(Data shown begins)

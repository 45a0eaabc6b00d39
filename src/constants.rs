/*
Copyright 2022 Jakub Lewandowski

This file is part of Environmental Grid Resampler (EGR).

Environmental Grid Resampler (EGR) is a free software: you can redistribute it and/or modify
it under the terms of the GNU General Public License as published by
the Free Software Foundation; either version 3 of the License, or
(at your option) any later version.

Environmental Grid Resampler (EGR) is distributed in the hope that it will be useful,
but WITHOUT ANY WARRANTY; without even the implied warranty of
MERCHANTABILITY or FITNESS FOR A PARTICULAR PURPOSE. See the
GNU General Public License for more details.

You should have received a copy of the GNU General Public License
along with Environmental Grid Resampler (EGR). If not, see https://www.gnu.org/licenses/.
*/

//! Module containing constants used by the resampler.

use crate::Float;

/// WGS84 ellipsoid semi-major axis
pub const WGS84_A: Float = 6_378_137.0;

/// WGS84 ellipsoid semi-minor axis
#[allow(clippy::excessive_precision)]
pub const WGS84_B: Float = 6_356_752.314_245;

/// Mean Earth radius in kilometres, `(2a + b) / 3` of the WGS84 ellipsoid.
///
/// Overlap areas are computed on a sphere of this radius so
/// they are reported in km².
pub const EARTH_MEAN_RADIUS_KM: Float = (2.0 * WGS84_A + WGS84_B) / 3.0 / 1000.0;

/// Names under which a latitude dimension is searched for, in priority order.
pub const LATITUDE_SYNONYMS: [&str; 10] = [
    "lat",
    "Lat",
    "latitude",
    "Latitude",
    "lats",
    "Lats",
    "latitudes",
    "Latitudes",
    "y",
    "Y",
];

/// Names under which a longitude dimension is searched for, in priority order.
pub const LONGITUDE_SYNONYMS: [&str; 10] = [
    "lon",
    "Lon",
    "longitude",
    "Longitude",
    "lons",
    "Lons",
    "longitudes",
    "Longitudes",
    "x",
    "X",
];

/// Names under which a time dimension is searched for, in priority order.
pub const TIME_SYNONYMS: [&str; 10] = [
    "time", "Time", "times", "Times", "month", "Month", "months", "Months", "t", "T",
];

/// Attribute names holding the missing-value sentinel, in priority order.
pub const MISSING_VALUE_ATTRIBUTES: [&str; 3] = ["missing_value", "MissingValue", "_FillValue"];

/// Number of slices in one monthly window.
pub const MONTHS_PER_YEAR: usize = 12;

/// Time label carried by every slice of a yearly layer.
pub const YEARLY_TIME_LABEL: u32 = 0;
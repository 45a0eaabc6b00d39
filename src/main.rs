/*
Copyright 2022 Jakub Lewandowski

This file is part of Environmental Grid Resampler (EGR).

Environmental Grid Resampler (EGR) is a free software: you can redistribute it and/or modify
it under the terms of the GNU General Public License as published by
the Free Software Foundation; either version 3 of the License, or
(at your option) any later version.

Environmental Grid Resampler (EGR) is distributed in the hope that it will be useful,
but WITHOUT ANY WARRANTY; without even the implied warranty of
MERCHANTABILITY or FITNESS FOR A PARTICULAR PURPOSE. See the
GNU General Public License for more details.

You should have received a copy of the GNU General Public License
along with Environmental Grid Resampler (EGR). If not, see https://www.gnu.org/licenses/.
*/

//! Command-line driver of the Environmental Grid Resampler (EGR).
//!
//! Reads `config.yaml` from the working directory, resamples every
//! configured environmental layer onto the simulation grid and
//! writes the values into the `output` directory.

mod model;

use cap::Cap;
use env_logger::Env;
use log::{error, info};
use std::{alloc, process};

/// Global allocator used by the driver.
///
/// Use of static global allocator allows for capping the memory to the limit set by user
/// in configuration file, which matters for layers that do not fit in memory at once.
#[global_allocator]
static ALLOCATOR: Cap<alloc::System> = Cap::new(alloc::System, usize::MAX);

/// The main program function.
/// Prepares the runtime environment and calls the [`model::main`].
///
/// The logger must be initiated before any log messages
/// are possible to occur.
fn main() {
    #[cfg(not(feature = "debug"))]
    let logger_env = Env::new().filter_or("EGR_LOG_LEVEL", "info");

    #[cfg(feature = "debug")]
    let logger_env = Env::new().filter_or("EGR_LOG_LEVEL", "debug");

    env_logger::Builder::from_env(logger_env)
        .format_timestamp_millis()
        .init();

    match model::main() {
        Ok(_) => info!("Resampling finished. Check the output directory and log."),
        Err(err) => {
            error!("Resampling failed with error: {}", err);
            process::exit(1);
        }
    }
}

(Data shown ends)

**Assignment**: Every line from the one containing "possible to occur." through the last line above should be retyped exactly; no other lines are wanted.

**Response area**:
/// are possible to occur.
fn main() {
    #[cfg(not(feature = "debug"))]
    let logger_env = Env::new().filter_or("EGR_LOG_LEVEL", "info");

    #[cfg(feature = "debug")]
    let logger_env = Env::new().filter_or("EGR_LOG_LEVEL", "debug");

    env_logger::Builder::from_env(logger_env)
        .format_timestamp_millis()
        .init();

    match model::main() {
        Ok(_) => info!("Resampling finished. Check the output directory and log."),
        Err(err) => {
            error!("Resampling failed with error: {}", err);
            process::exit(1);
        }
    }
}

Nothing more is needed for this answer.